こんにちは。大変ご無沙汰しております。正則高校バスケット部顧問の高橋です。

 

昨年度のインターハイ予選が終わり、新たな(現3年生の)代となってから・・・クラブの活動記を投稿し始めました。

最初は練習試合や大会の様子などを記していくつもりでいましたが、昨年度の夏休みはコロナ禍の影響で対外試合が全くできなくなってしまいました。

 

そのため活動記は一端お休みしようかと思ったのですが、こんな機会だからこそ、むしろ日々の活動風景や選手たちの日常の姿、そしてバスケット部を通して見える学校生活の様子を書いていこうと考え、昨年度は連載を続けていきました。

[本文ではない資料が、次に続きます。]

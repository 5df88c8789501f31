use std::collections::{HashMap, HashSet};
use std::sync::Arc;

use axum::{
    extract::{Query, State},
    http::StatusCode,
    routing::{get, post},
    Json, Router,
};
use serde::{Deserialize, Serialize};

use crate::analytics::rank_crafts::rank_crafts;
use crate::analytics::rank_items::rank_items;
use crate::analytics::resell::{evaluate_resell, ResellParams};
use crate::analytics::speed::sales_speed;
use crate::analytics::trend;
use crate::analytics::{now_ts, window_start};
use crate::api::health::get_health;
use crate::catalog::Catalog;
use crate::config::{
    resell_defaults, AVG_PRICE_DEFAULT_DAYS, DEFAULT_LOOKBACK_DAYS, DEFAULT_MIN_SAMPLES,
    SAMPLE_BATCH_SIZE,
};
use crate::db::{NewSample, SampleScope, SampleStore};
use crate::error::AppError;
use crate::types::{
    CraftRanking, EvaluationResult, ItemRanking, QuantityTier, RankingFilter,
};

#[derive(Clone)]
pub struct ApiState {
    pub store: SampleStore,
    pub catalog: Arc<Catalog>,
}

pub fn router(state: ApiState) -> Router {
    Router::new()
        .route("/health", get(get_health))
        .route("/samples/bulk_insert", post(bulk_insert))
        .route("/samples/sales_speed", get(get_sales_speed))
        .route("/samples/evolution", get(get_evolution))
        .route("/samples/avg_price", get(get_avg_price))
        .route("/samples/last_change", get(get_last_change))
        .route("/analytics/resell", get(get_resell_evaluation))
        .route("/analytics/top_items", get(get_top_items))
        .route("/analytics/top_crafts", get(get_top_crafts))
        .with_state(state)
}

// ---------------------------------------------------------------------------
// Payload / query param structs
// ---------------------------------------------------------------------------

#[derive(Deserialize)]
pub struct SamplePayload {
    pub gid: i64,
    pub quantity: QuantityTier,
    pub price: Option<i64>,
    /// UTC epoch seconds; defaults to the server clock.
    pub recorded_at: Option<i64>,
    pub server_id: i64,
}

#[derive(Deserialize)]
pub struct SalesSpeedQuery {
    pub server_id: i64,
    pub quantity: Option<QuantityTier>,
    /// Comma-separated candidate gid set.
    pub gids: Option<String>,
}

#[derive(Deserialize)]
pub struct EvolutionQuery {
    pub server_id: i64,
    pub quantity: Option<QuantityTier>,
    pub type_id: Option<i64>,
    pub gid: Option<i64>,
}

#[derive(Deserialize)]
pub struct AvgPriceQuery {
    pub gid: i64,
    pub server_id: i64,
    pub quantity: Option<QuantityTier>,
    pub days: Option<i64>,
}

#[derive(Deserialize)]
pub struct LastChangeQuery {
    pub gid: i64,
    pub server_id: i64,
    pub quantity: Option<QuantityTier>,
}

#[derive(Deserialize)]
pub struct ResellQuery {
    pub gid: i64,
    pub observed_price: i64,
    pub server_id: i64,
    /// Absent = pool samples across all tiers.
    pub quantity: Option<QuantityTier>,
    pub lookback_days: Option<i64>,
    pub low_ratio: Option<f64>,
    pub min_samples: Option<usize>,
    pub fraction_higher_needed: Option<f64>,
}

#[derive(Deserialize)]
pub struct RankingQuery {
    pub server_id: i64,
    pub quantity: Option<QuantityTier>,
    pub lookback_days: Option<i64>,
    pub min_samples: Option<usize>,
    pub top_n: Option<usize>,
    pub category: Option<i64>,
    pub type_id: Option<i64>,
}

impl RankingQuery {
    fn into_filter(self) -> RankingFilter {
        let mut filter = RankingFilter::new(self.server_id);
        filter.quantity = self.quantity;
        filter.category = self.category;
        filter.type_id = self.type_id;
        if let Some(days) = self.lookback_days {
            filter.lookback_days = days;
        }
        if let Some(min_samples) = self.min_samples {
            filter.min_samples = min_samples;
        }
        if let Some(top_n) = self.top_n {
            filter.top_n = top_n;
        }
        filter
    }
}

// ---------------------------------------------------------------------------
// Response types
// ---------------------------------------------------------------------------

#[derive(Serialize)]
pub struct EvolutionPoint {
    pub name: String,
    pub quantity: QuantityTier,
    pub price: i64,
    pub recorded_at: i64,
    pub server_id: i64,
}

#[derive(Serialize)]
pub struct AvgPriceResponse {
    pub gid: i64,
    pub avg_price: Option<f64>,
    pub samples: usize,
}

#[derive(Serialize)]
pub struct LastChangeResponse {
    pub gid: i64,
    pub change_pct: Option<f64>,
}

// ---------------------------------------------------------------------------
// Handlers
// ---------------------------------------------------------------------------

async fn bulk_insert(
    State(state): State<ApiState>,
    Json(payloads): Json<Vec<SamplePayload>>,
) -> Result<StatusCode, AppError> {
    if payloads.len() != SAMPLE_BATCH_SIZE {
        return Err(AppError::Validation(format!(
            "expected exactly {SAMPLE_BATCH_SIZE} samples per batch, got {}",
            payloads.len()
        )));
    }

    let now = now_ts();
    let mut batch = Vec::with_capacity(payloads.len());
    for p in payloads {
        if matches!(p.price, Some(price) if price <= 0) {
            return Err(AppError::Validation(
                "price must be positive when present".to_string(),
            ));
        }
        batch.push(NewSample {
            gid: p.gid,
            quantity: p.quantity,
            price: p.price,
            recorded_at: p.recorded_at.unwrap_or(now),
            server_id: p.server_id,
        });
    }

    state.store.insert_batch(&batch).await?;
    Ok(StatusCode::CREATED)
}

async fn get_sales_speed(
    State(state): State<ApiState>,
    Query(params): Query<SalesSpeedQuery>,
) -> Result<Json<HashMap<i64, f64>>, AppError> {
    let quantity = params.quantity.unwrap_or(QuantityTier::Hundred);
    let candidates = params.gids.as_deref().map(parse_gid_list).transpose()?;

    // Speed reads the full stored history for the tier/server scope.
    let scope = SampleScope::server(params.server_id).quantity(Some(quantity));
    let samples = state.store.fetch_priced(&scope).await?;
    Ok(Json(sales_speed(&samples, candidates.as_ref())))
}

async fn get_evolution(
    State(state): State<ApiState>,
    Query(params): Query<EvolutionQuery>,
) -> Result<Json<Vec<EvolutionPoint>>, AppError> {
    let quantity = params.quantity.unwrap_or(QuantityTier::Hundred);
    let scope = SampleScope::server(params.server_id).quantity(Some(quantity));

    let samples = match (params.gid, params.type_id) {
        (Some(gid), _) => state.store.fetch_priced(&scope.gid(gid)).await?,
        (None, Some(type_id)) => {
            let of_type: HashSet<i64> = state.catalog.gids_of_type(type_id).into_iter().collect();
            state
                .store
                .fetch_priced(&scope)
                .await?
                .into_iter()
                .filter(|s| of_type.contains(&s.gid))
                .collect()
        }
        (None, None) => {
            return Err(AppError::Validation(
                "either gid or type_id is required".to_string(),
            ))
        }
    };

    let points = samples
        .into_iter()
        .filter_map(|s| {
            let price = s.price?;
            Some(EvolutionPoint {
                name: state.catalog.display_name(s.gid),
                quantity: s.quantity,
                price,
                recorded_at: s.recorded_at,
                server_id: s.server_id,
            })
        })
        .collect();
    Ok(Json(points))
}

async fn get_avg_price(
    State(state): State<ApiState>,
    Query(params): Query<AvgPriceQuery>,
) -> Result<Json<AvgPriceResponse>, AppError> {
    let quantity = params.quantity.unwrap_or(QuantityTier::Hundred);
    let days = params.days.unwrap_or(AVG_PRICE_DEFAULT_DAYS);
    let scope = SampleScope::server(params.server_id)
        .quantity(Some(quantity))
        .since(window_start(now_ts(), days))
        .gid(params.gid);

    let samples = state.store.fetch_priced(&scope).await?;
    let prices: Vec<i64> = samples.iter().filter_map(|s| s.price).collect();
    Ok(Json(AvgPriceResponse {
        gid: params.gid,
        avg_price: trend::average_price(&prices),
        samples: prices.len(),
    }))
}

async fn get_last_change(
    State(state): State<ApiState>,
    Query(params): Query<LastChangeQuery>,
) -> Result<Json<LastChangeResponse>, AppError> {
    let quantity = params.quantity.unwrap_or(QuantityTier::Hundred);
    let scope = SampleScope::server(params.server_id)
        .quantity(Some(quantity))
        .gid(params.gid);

    let samples = state.store.fetch_priced(&scope).await?;
    Ok(Json(LastChangeResponse {
        gid: params.gid,
        change_pct: trend::last_change_pct(&samples),
    }))
}

async fn get_resell_evaluation(
    State(state): State<ApiState>,
    Query(params): Query<ResellQuery>,
) -> Result<Json<EvaluationResult>, AppError> {
    if params.observed_price <= 0 {
        return Err(AppError::Validation(
            "observed_price must be positive".to_string(),
        ));
    }

    let lookback_days = params.lookback_days.unwrap_or(DEFAULT_LOOKBACK_DAYS);
    let scope = SampleScope::server(params.server_id)
        .quantity(params.quantity)
        .since(window_start(now_ts(), lookback_days))
        .gid(params.gid);

    let samples = state.store.fetch_priced(&scope).await?;
    let prices: Vec<i64> = samples.iter().filter_map(|s| s.price).collect();

    let resell_params = ResellParams {
        low_ratio: params.low_ratio.unwrap_or(resell_defaults::LOW_RATIO),
        min_samples: params.min_samples.unwrap_or(DEFAULT_MIN_SAMPLES),
        fraction_higher_needed: params
            .fraction_higher_needed
            .unwrap_or(resell_defaults::FRACTION_HIGHER_NEEDED),
    };
    Ok(Json(evaluate_resell(
        params.gid,
        &prices,
        params.observed_price,
        &resell_params,
    )))
}

async fn get_top_items(
    State(state): State<ApiState>,
    Query(params): Query<RankingQuery>,
) -> Result<Json<Vec<ItemRanking>>, AppError> {
    let filter = params.into_filter();
    let scope = SampleScope::server(filter.server_id)
        .quantity(filter.quantity)
        .since(window_start(now_ts(), filter.lookback_days));

    let samples = state.store.fetch_priced(&scope).await?;
    Ok(Json(rank_items(&samples, &state.catalog, &filter)))
}

async fn get_top_crafts(
    State(state): State<ApiState>,
    Query(params): Query<RankingQuery>,
) -> Result<Json<Vec<CraftRanking>>, AppError> {
    let filter = params.into_filter();
    let scope = SampleScope::server(filter.server_id)
        .quantity(filter.quantity)
        .since(window_start(now_ts(), filter.lookback_days));

    let samples = state.store.fetch_priced(&scope).await?;
    Ok(Json(rank_crafts(&samples, &state.catalog, &filter)))
}

fn parse_gid_list(raw: &str) -> Result<HashSet<i64>, AppError> {
    raw.split(',')
        .map(str::trim)
        .filter(|s| !s.is_empty())
        .map(|s| {
            s.parse::<i64>()
                .map_err(|_| AppError::Validation(format!("invalid gid: {s}")))
        })
        .collect()
}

そうした意味では一般的なクラブ紹介の活動記ではなく、かなりイレギュラーな形となっていきましたが・・・そんな活動記が、受験生や受験生の保護者、さらには選手たちの保護者からも「とても面白い」「是非続けてほしい」といった感想を寄せていただくこともありました。そんな「お声」が、顧問を調子にのせないわけがなく、完全に木に登りはじめさせることとなり(笑)・・・夏休み以降も連載を続けていました。

 

ところが、2022年となった途端、またもやコロナ禍の影響で完全にクラブ活動はとまってしまい、活動記を記していくことができませんでした。しかし春休み以降、ようやくクラブ活動を再開することができ、チームの目標としてきた「春季大会」「インターハイ予選」にむけて活動してきました。

   

そ・こ・で!!

 

今年度も正則高校バスケット部の活動記の連載を開始していきたいと思います…と、すみません、またもやお話好きの顧問の悪い癖で「前置き」が長くなってしまいました。早速本題に…とは言え、かなり久しぶりの投稿なので、春休みの活動を中心にまずはまとめてお届けしたいと思います。
サブタイトルにも記しましたが、春休み、そして新年度がスタートしてからは、バスケット部にとって、試練というか、まさに”茨の道”をたどることになりました・・・

 

令和4年度の全国大会予選、所謂「インターハイ予選」が5月中旬より開催されました。

この大会が、3年生にとっては最後の公式戦となります。つまり、負けたら高校バスケットは終わり…という試合でもあります。

 

その位置付けは、勿論正則高校に限ったことではないので、大会は独特の緊張感に包まれ、「負けたら終わり!だから、絶対に最後まで諦めない!」といった選手やチームの姿が数多く見受けられます。そうした光景や雰囲気を(当然のことではありますが)顧問はこれまでに何度も目にして味わってきていますが、未だにどこか”刹那的な雰囲気”を感じ、不安と期待とが入り混じった何とも表現しがたい心持ちで、大会に参加してきました。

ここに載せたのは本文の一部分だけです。